SUPPLIED DATA START

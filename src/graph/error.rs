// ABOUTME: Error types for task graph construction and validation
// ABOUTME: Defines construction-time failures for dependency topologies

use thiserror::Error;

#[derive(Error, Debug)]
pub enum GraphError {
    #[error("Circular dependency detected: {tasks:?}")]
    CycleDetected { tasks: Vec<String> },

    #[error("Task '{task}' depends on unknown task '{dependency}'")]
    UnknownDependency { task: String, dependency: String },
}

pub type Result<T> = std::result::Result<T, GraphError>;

SUPPLIED DATA END

WHAT YOU HAVE TO DO — When a line in the material above holds the word "tasks", copy that line.

RESPONSE FOR THIS EXERCISE —
    #[error("Circular dependency detected: {tasks:?}")]
    CycleDetected { tasks: Vec<String> },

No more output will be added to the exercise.